Content starts
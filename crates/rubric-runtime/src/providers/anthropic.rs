//! Anthropic Claude provider over the Messages API.
//!
//! The system prompt travels in a dedicated field rather than a message
//! turn, and the reply arrives as typed content blocks. A non-text first
//! block is a protocol violation surfaced as a named error; the block's
//! text still goes through the shared repair parser afterwards.
//!
//! ## Security
//!
//! The API key is held in an [`ApiCredential`]; see the
//! [`secrets`](super::secrets) module.

use super::{
    factory::ProviderFactory,
    secrets::{ApiCredential, CredentialSource},
    GradingProvider, ProviderError,
};
use async_trait::async_trait;
use rubric_core::{build_grading_prompt, interpret_response, Encouragement, GradingRequest,
    GradingResult, GRADER_SYSTEM_PROMPT_JSON};
use serde::{Deserialize, Serialize};
use serde_json::Value as JsonValue;
use std::sync::Arc;

/// Environment variable name for the Anthropic API key.
pub const ANTHROPIC_API_KEY_ENV: &str = "ANTHROPIC_API_KEY";

const DEFAULT_BASE_URL: &str = "https://api.anthropic.com/v1";
const DEFAULT_MODEL: &str = "claude-3-5-sonnet-20241022";
const ANTHROPIC_VERSION: &str = "2023-06-01";
const MAX_TOKENS: u32 = 2048;

/// Anthropic Claude grading provider.
pub struct AnthropicProvider {
    credential: ApiCredential,
    model: String,
    base_url: String,
    client: reqwest::Client,
}

impl std::fmt::Debug for AnthropicProvider {
    fn fmt(&self, f: &mut std::fmt::Formatter<'_>) -> std::fmt::Result {
        f.debug_struct("AnthropicProvider")
            .field("credential", &self.credential)
            .field("model", &self.model)
            .field("base_url", &self.base_url)
            .finish()
    }
}

impl AnthropicProvider {
    /// Create a provider with the default model and endpoint.
    pub fn new(api_key: impl Into<String>) -> Self {
        Self {
            credential: ApiCredential::new(
                api_key,
                CredentialSource::Programmatic,
                "Anthropic API key",
            ),
            model: DEFAULT_MODEL.to_string(),
            base_url: DEFAULT_BASE_URL.to_string(),
            client: reqwest::Client::new(),
        }
    }

    /// Create from the `ANTHROPIC_API_KEY` environment variable.
    pub fn from_env() -> Result<Self, ProviderError> {
        let credential = ApiCredential::from_env(ANTHROPIC_API_KEY_ENV, "Anthropic API key")?;
        Ok(Self {
            credential,
            model: DEFAULT_MODEL.to_string(),
            base_url: DEFAULT_BASE_URL.to_string(),
            client: reqwest::Client::new(),
        })
    }

    /// Create from JSON configuration with environment fallback for the key.
    pub fn from_config(config: &JsonValue) -> Result<Self, ProviderError> {
        let credential = ApiCredential::from_config_or_env(
            config,
            "api_key",
            ANTHROPIC_API_KEY_ENV,
            "Anthropic API key",
        )?;

        Ok(Self {
            credential,
            model: config["model"].as_str().unwrap_or(DEFAULT_MODEL).to_string(),
            base_url: config["base_url"].as_str().unwrap_or(DEFAULT_BASE_URL).to_string(),
            client: reqwest::Client::new(),
        })
    }

    /// Set a custom base URL.
    pub fn with_base_url(mut self, url: impl Into<String>) -> Self {
        self.base_url = url.into();
        self
    }

    /// Override the model identifier.
    pub fn with_model(mut self, model: impl Into<String>) -> Self {
        self.model = model.into();
        self
    }
}

#[derive(Debug, Serialize)]
struct MessagesRequest {
    model: String,
    max_tokens: u32,
    system: String,
    messages: Vec<MessageTurn>,
    temperature: f32,
}

#[derive(Debug, Serialize)]
struct MessageTurn {
    role: &'static str,
    content: String,
}

#[derive(Debug, Deserialize)]
struct MessagesResponse {
    content: Vec<ContentBlock>,
}

#[derive(Debug, Deserialize)]
struct ContentBlock {
    #[serde(rename = "type")]
    kind: String,
    text: Option<String>,
}

#[derive(Debug, Deserialize)]
struct ErrorEnvelope {
    error: Option<ErrorDetail>,
}

#[derive(Debug, Deserialize)]
struct ErrorDetail {
    message: String,
}

/// Map a non-2xx reply to an API error, preferring the upstream message.
fn upstream_error(status: u16, body: &str) -> ProviderError {
    let message = serde_json::from_str::<ErrorEnvelope>(body)
        .ok()
        .and_then(|envelope| envelope.error)
        .map(|detail| detail.message)
        .unwrap_or_else(|| format!("request failed: status {}", status));

    ProviderError::Api { status, message }
}

/// Pull the text out of the first content block.
///
/// A non-text block is a transport-contract violation, not a
/// content-quality issue, so it surfaces as a named hard error rather
/// than falling through to the repair parser.
fn first_text_block(mut blocks: Vec<ContentBlock>) -> Result<String, ProviderError> {
    if blocks.is_empty() {
        return Err(ProviderError::Envelope(
            "response contained no content blocks".to_string(),
        ));
    }
    let block = blocks.remove(0);
    if block.kind != "text" {
        return Err(ProviderError::InvalidResponseKind(block.kind));
    }
    block
        .text
        .ok_or_else(|| ProviderError::Envelope("text block had no text".to_string()))
}

#[async_trait]
impl GradingProvider for AnthropicProvider {
    async fn grade(&self, request: &GradingRequest) -> Result<GradingResult, ProviderError> {
        let prompt = build_grading_prompt(request);

        let body = MessagesRequest {
            model: self.model.clone(),
            max_tokens: MAX_TOKENS,
            system: GRADER_SYSTEM_PROMPT_JSON.to_string(),
            messages: vec![MessageTurn {
                role: "user",
                content: prompt,
            }],
            temperature: 0.3,
        };

        tracing::debug!(model = %self.model, "dispatching grading request to Anthropic");

        let response = self
            .client
            .post(format!("{}/messages", self.base_url))
            .header("x-api-key", self.credential.expose())
            .header("anthropic-version", ANTHROPIC_VERSION)
            .json(&body)
            .send()
            .await
            .map_err(|e| ProviderError::Http(e.to_string()))?;

        let status = response.status();
        if !status.is_success() {
            let body = response.text().await.unwrap_or_default();
            return Err(upstream_error(status.as_u16(), &body));
        }

        let envelope: MessagesResponse = response
            .json()
            .await
            .map_err(|e| ProviderError::Envelope(e.to_string()))?;

        let text = first_text_block(envelope.content)?;

        let mut result = interpret_response(&text);
        // This adapter promises the encouragement extension.
        result
            .encouragement
            .get_or_insert_with(Encouragement::placeholder);
        Ok(result)
    }

    fn name(&self) -> &str {
        "anthropic"
    }
}

/// Factory for creating Anthropic providers from configuration.
///
/// ## Configuration Format
/// ```json
/// {
///   "api_key": "sk-ant-...",              // Optional, falls back to ANTHROPIC_API_KEY env
///   "base_url": "https://...",             // Optional, custom API endpoint
///   "model": "claude-3-5-sonnet-20241022"  // Optional
/// }
/// ```
pub struct AnthropicProviderFactory;

impl ProviderFactory for AnthropicProviderFactory {
    fn provider_type(&self) -> &'static str {
        "anthropic"
    }

    fn create(&self, config: &JsonValue) -> Result<Arc<dyn GradingProvider>, ProviderError> {
        Ok(Arc::new(AnthropicProvider::from_config(config)?))
    }

    fn validate_config(&self, config: &JsonValue) -> Result<(), ProviderError> {
        if !ApiCredential::is_available(config, "api_key", ANTHROPIC_API_KEY_ENV) {
            return Err(ProviderError::NotConfigured(format!(
                "Anthropic API key required: set 'api_key' in config or {} env",
                ANTHROPIC_API_KEY_ENV
            )));
        }

        if let Some(url) = config["base_url"].as_str() {
            if !url.starts_with("http://") && !url.starts_with("https://") {
                return Err(ProviderError::NotConfigured(
                    "base_url must start with http:// or https://".to_string(),
                ));
            }
        }

        Ok(())
    }

    fn default_config(&self) -> JsonValue {
        serde_json::json!({
            "model": DEFAULT_MODEL,
        })
    }

    fn description(&self) -> &'static str {
        "Anthropic Claude provider over the Messages API"
    }
}

#[cfg(test)]
mod tests {
    use super::*;

    #[test]
    fn test_provider_defaults() {
        let provider = AnthropicProvider::new("test-key");
        assert_eq!(provider.name(), "anthropic");
        assert_eq!(provider.model, DEFAULT_MODEL);
        assert_eq!(provider.base_url, DEFAULT_BASE_URL);
    }

    #[test]
    fn test_from_config_with_custom_base_url() {
        let config = serde_json::json!({
            "api_key": "config-api-key",
            "base_url": "https://custom.api.com/v1"
        });

        let provider = AnthropicProvider::from_config(&config).unwrap();
        assert_eq!(provider.base_url, "https://custom.api.com/v1");
        assert_eq!(provider.credential.source(), CredentialSource::Config);
    }

    #[test]
    fn test_first_text_block_extracts_text() {
        let blocks = vec![ContentBlock {
            kind: "text".to_string(),
            text: Some("{\"score\": 5}".to_string()),
        }];
        assert_eq!(first_text_block(blocks).unwrap(), "{\"score\": 5}");
    }

    #[test]
    fn test_non_text_block_is_invalid_response_kind() {
        let blocks = vec![ContentBlock {
            kind: "tool_use".to_string(),
            text: None,
        }];

        match first_text_block(blocks) {
            Err(ProviderError::InvalidResponseKind(kind)) => assert_eq!(kind, "tool_use"),
            other => panic!("expected InvalidResponseKind, got {:?}", other),
        }
    }

    #[test]
    fn test_empty_content_is_envelope_error() {
        assert!(matches!(
            first_text_block(Vec::new()),
            Err(ProviderError::Envelope(_))
        ));
    }

    #[test]
    fn test_upstream_error_decodes_anthropic_payload() {
        let body = r#"{"error": {"type": "overloaded_error", "message": "Overloaded"}}"#;
        let err = upstream_error(529, body);
        assert!(err.to_string().contains("Overloaded"));
    }

    #[test]
    fn test_factory_create_with_api_key() {
        let factory = AnthropicProviderFactory;
        let config = serde_json::json!({"api_key": "test-api-key"});
        assert_eq!(factory.create(&config).unwrap().name(), "anthropic");
    }

    #[test]
    fn test_factory_default_config() {
        let factory = AnthropicProviderFactory;
        assert_eq!(factory.default_config()["model"], DEFAULT_MODEL);
    }

    #[test]
    fn test_api_key_not_in_debug_output() {
        let secret = "sk-ant-REDACTED";
        let provider = AnthropicProvider::new(secret);

        let debug = format!("{:?}", provider);
        assert!(!debug.contains(secret), "API key exposed in Debug output");
        assert!(debug.contains("[REDACTED]"));
    }
}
Content ends
What you should do: Lines containing the word "reply" must all be returned from the material above.

Result of this exercise:
//! turn, and the reply arrives as typed content blocks. A non-text first
/// Map a non-2xx reply to an API error, preferring the upstream message.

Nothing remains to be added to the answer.